- [WORK TASK]: The records below must be transcribed exactly.

Collected data entries
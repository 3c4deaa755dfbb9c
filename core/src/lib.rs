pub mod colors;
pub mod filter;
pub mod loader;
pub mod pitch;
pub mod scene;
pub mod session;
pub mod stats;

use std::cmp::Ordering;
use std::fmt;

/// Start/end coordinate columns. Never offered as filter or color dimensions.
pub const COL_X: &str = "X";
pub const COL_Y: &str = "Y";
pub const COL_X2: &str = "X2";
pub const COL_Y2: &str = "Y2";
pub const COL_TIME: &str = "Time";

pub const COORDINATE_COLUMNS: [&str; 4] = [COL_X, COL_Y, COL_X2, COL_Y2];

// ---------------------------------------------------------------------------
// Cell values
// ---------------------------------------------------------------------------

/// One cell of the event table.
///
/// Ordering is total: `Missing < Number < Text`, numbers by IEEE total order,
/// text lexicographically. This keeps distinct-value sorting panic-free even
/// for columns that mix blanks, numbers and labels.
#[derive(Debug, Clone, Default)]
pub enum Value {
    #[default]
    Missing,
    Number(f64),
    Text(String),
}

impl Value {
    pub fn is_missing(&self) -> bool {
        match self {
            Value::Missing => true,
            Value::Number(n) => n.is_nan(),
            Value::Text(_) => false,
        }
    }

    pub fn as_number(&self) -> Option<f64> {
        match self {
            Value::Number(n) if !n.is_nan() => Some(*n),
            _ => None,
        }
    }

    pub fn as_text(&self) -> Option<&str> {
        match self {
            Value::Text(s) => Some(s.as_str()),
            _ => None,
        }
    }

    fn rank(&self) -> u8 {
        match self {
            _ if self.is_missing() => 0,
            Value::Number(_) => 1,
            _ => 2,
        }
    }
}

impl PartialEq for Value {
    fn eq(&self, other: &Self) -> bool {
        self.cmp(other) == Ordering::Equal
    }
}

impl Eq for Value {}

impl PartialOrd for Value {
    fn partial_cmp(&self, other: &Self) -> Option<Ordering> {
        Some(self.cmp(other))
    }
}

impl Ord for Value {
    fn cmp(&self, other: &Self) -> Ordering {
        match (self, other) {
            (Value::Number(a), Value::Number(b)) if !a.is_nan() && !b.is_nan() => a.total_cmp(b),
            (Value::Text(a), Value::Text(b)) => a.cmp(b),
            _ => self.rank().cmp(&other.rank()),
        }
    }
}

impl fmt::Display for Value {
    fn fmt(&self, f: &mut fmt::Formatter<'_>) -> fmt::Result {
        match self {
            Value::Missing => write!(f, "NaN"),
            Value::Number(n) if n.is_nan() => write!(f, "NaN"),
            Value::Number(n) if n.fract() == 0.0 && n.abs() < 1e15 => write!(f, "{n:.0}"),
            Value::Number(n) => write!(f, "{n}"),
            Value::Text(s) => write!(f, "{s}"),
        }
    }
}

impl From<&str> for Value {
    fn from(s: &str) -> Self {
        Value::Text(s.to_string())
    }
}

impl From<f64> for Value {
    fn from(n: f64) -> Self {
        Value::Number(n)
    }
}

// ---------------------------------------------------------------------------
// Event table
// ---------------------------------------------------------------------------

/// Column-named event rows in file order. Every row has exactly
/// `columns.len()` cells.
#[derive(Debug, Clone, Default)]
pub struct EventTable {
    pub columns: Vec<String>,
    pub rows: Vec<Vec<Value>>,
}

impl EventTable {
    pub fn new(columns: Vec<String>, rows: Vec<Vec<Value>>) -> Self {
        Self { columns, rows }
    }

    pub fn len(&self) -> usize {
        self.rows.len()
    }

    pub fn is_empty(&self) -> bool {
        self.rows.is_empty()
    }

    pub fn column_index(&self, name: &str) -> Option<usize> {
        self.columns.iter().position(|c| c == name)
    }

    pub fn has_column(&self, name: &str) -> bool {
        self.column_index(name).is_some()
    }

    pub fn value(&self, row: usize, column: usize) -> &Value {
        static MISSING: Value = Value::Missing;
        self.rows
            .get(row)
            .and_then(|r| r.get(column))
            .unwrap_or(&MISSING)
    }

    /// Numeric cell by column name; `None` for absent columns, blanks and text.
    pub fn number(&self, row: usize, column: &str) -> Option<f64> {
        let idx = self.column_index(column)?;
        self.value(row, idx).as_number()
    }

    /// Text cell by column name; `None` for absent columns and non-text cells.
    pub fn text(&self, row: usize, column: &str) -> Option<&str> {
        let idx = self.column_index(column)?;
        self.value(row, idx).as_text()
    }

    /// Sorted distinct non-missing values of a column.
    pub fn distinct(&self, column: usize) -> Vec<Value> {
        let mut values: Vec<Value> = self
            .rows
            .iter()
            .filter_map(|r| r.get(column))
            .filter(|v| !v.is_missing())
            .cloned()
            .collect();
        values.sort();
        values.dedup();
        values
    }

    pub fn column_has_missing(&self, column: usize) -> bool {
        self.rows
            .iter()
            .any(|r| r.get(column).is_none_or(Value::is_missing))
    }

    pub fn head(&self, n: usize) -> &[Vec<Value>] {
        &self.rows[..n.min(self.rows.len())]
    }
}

- [RESPONSE TO THIS EXERCISE]:
repository 3c4deaa755dfbb9c
filename core/src/lib.rs
pub mod colors;
pub mod filter;
pub mod loader;
pub mod pitch;
pub mod scene;
pub mod session;
pub mod stats;

use std::cmp::Ordering;
use std::fmt;

/// Start/end coordinate columns. Never offered as filter or color dimensions.
pub const COL_X: &str = "X";
pub const COL_Y: &str = "Y";
pub const COL_X2: &str = "X2";
pub const COL_Y2: &str = "Y2";
pub const COL_TIME: &str = "Time";

pub const COORDINATE_COLUMNS: [&str; 4] = [COL_X, COL_Y, COL_X2, COL_Y2];

// ---------------------------------------------------------------------------
// Cell values
// ---------------------------------------------------------------------------

/// One cell of the event table.
///
/// Ordering is total: `Missing < Number < Text`, numbers by IEEE total order,
/// text lexicographically. This keeps distinct-value sorting panic-free even
/// for columns that mix blanks, numbers and labels.
#[derive(Debug, Clone, Default)]
pub enum Value {
    #[default]
    Missing,
    Number(f64),
    Text(String),
}

impl Value {
    pub fn is_missing(&self) -> bool {
        match self {
            Value::Missing => true,
            Value::Number(n) => n.is_nan(),
            Value::Text(_) => false,
        }
    }

    pub fn as_number(&self) -> Option<f64> {
        match self {
            Value::Number(n) if !n.is_nan() => Some(*n),
            _ => None,
        }
    }

    pub fn as_text(&self) -> Option<&str> {
        match self {
            Value::Text(s) => Some(s.as_str()),
            _ => None,
        }
    }

    fn rank(&self) -> u8 {
        match self {
            _ if self.is_missing() => 0,
            Value::Number(_) => 1,
            _ => 2,
        }
    }
}

impl PartialEq for Value {
    fn eq(&self, other: &Self) -> bool {
        self.cmp(other) == Ordering::Equal
    }
}

impl Eq for Value {}

impl PartialOrd for Value {
    fn partial_cmp(&self, other: &Self) -> Option<Ordering> {
        Some(self.cmp(other))
    }
}

impl Ord for Value {
    fn cmp(&self, other: &Self) -> Ordering {
        match (self, other) {
            (Value::Number(a), Value::Number(b)) if !a.is_nan() && !b.is_nan() => a.total_cmp(b),
            (Value::Text(a), Value::Text(b)) => a.cmp(b),
            _ => self.rank().cmp(&other.rank()),
        }
    }
}

impl fmt::Display for Value {
    fn fmt(&self, f: &mut fmt::Formatter<'_>) -> fmt::Result {
        match self {
            Value::Missing => write!(f, "NaN"),
            Value::Number(n) if n.is_nan() => write!(f, "NaN"),
            Value::Number(n) if n.fract() == 0.0 && n.abs() < 1e15 => write!(f, "{n:.0}"),
            Value::Number(n) => write!(f, "{n}"),
            Value::Text(s) => write!(f, "{s}"),
        }
    }
}

impl From<&str> for Value {
    fn from(s: &str) -> Self {
        Value::Text(s.to_string())
    }
}

impl From<f64> for Value {
    fn from(n: f64) -> Self {
        Value::Number(n)
    }
}

// ---------------------------------------------------------------------------
// Event table
// ---------------------------------------------------------------------------

/// Column-named event rows in file order. Every row has exactly
/// `columns.len()` cells.
#[derive(Debug, Clone, Default)]
pub struct EventTable {
    pub columns: Vec<String>,
    pub rows: Vec<Vec<Value>>,
}

impl EventTable {
    pub fn new(columns: Vec<String>, rows: Vec<Vec<Value>>) -> Self {
        Self { columns, rows }
    }

    pub fn len(&self) -> usize {
        self.rows.len()
    }

    pub fn is_empty(&self) -> bool {
        self.rows.is_empty()
    }

    pub fn column_index(&self, name: &str) -> Option<usize> {
        self.columns.iter().position(|c| c == name)
    }

    pub fn has_column(&self, name: &str) -> bool {
        self.column_index(name).is_some()
    }

    pub fn value(&self, row: usize, column: usize) -> &Value {
        static MISSING: Value = Value::Missing;
        self.rows
            .get(row)
            .and_then(|r| r.get(column))
            .unwrap_or(&MISSING)
    }

    /// Numeric cell by column name; `None` for absent columns, blanks and text.
    pub fn number(&self, row: usize, column: &str) -> Option<f64> {
        let idx = self.column_index(column)?;
        self.value(row, idx).as_number()
    }

    /// Text cell by column name; `None` for absent columns and non-text cells.
    pub fn text(&self, row: usize, column: &str) -> Option<&str> {
        let idx = self.column_index(column)?;
        self.value(row, idx).as_text()
    }

    /// Sorted distinct non-missing values of a column.
    pub fn distinct(&self, column: usize) -> Vec<Value> {
        let mut values: Vec<Value> = self
            .rows
            .iter()
            .filter_map(|r| r.get(column))
            .filter(|v| !v.is_missing())
            .cloned()
            .collect();
        values.sort();
        values.dedup();
        values
    }

    pub fn column_has_missing(&self, column: usize) -> bool {
        self.rows
            .iter()
            .any(|r| r.get(column).is_none_or(Value::is_missing))
    }

    pub fn head(&self, n: usize) -> &[Vec<Value>] {
        &self.rows[..n.min(self.rows.len())]
    }
}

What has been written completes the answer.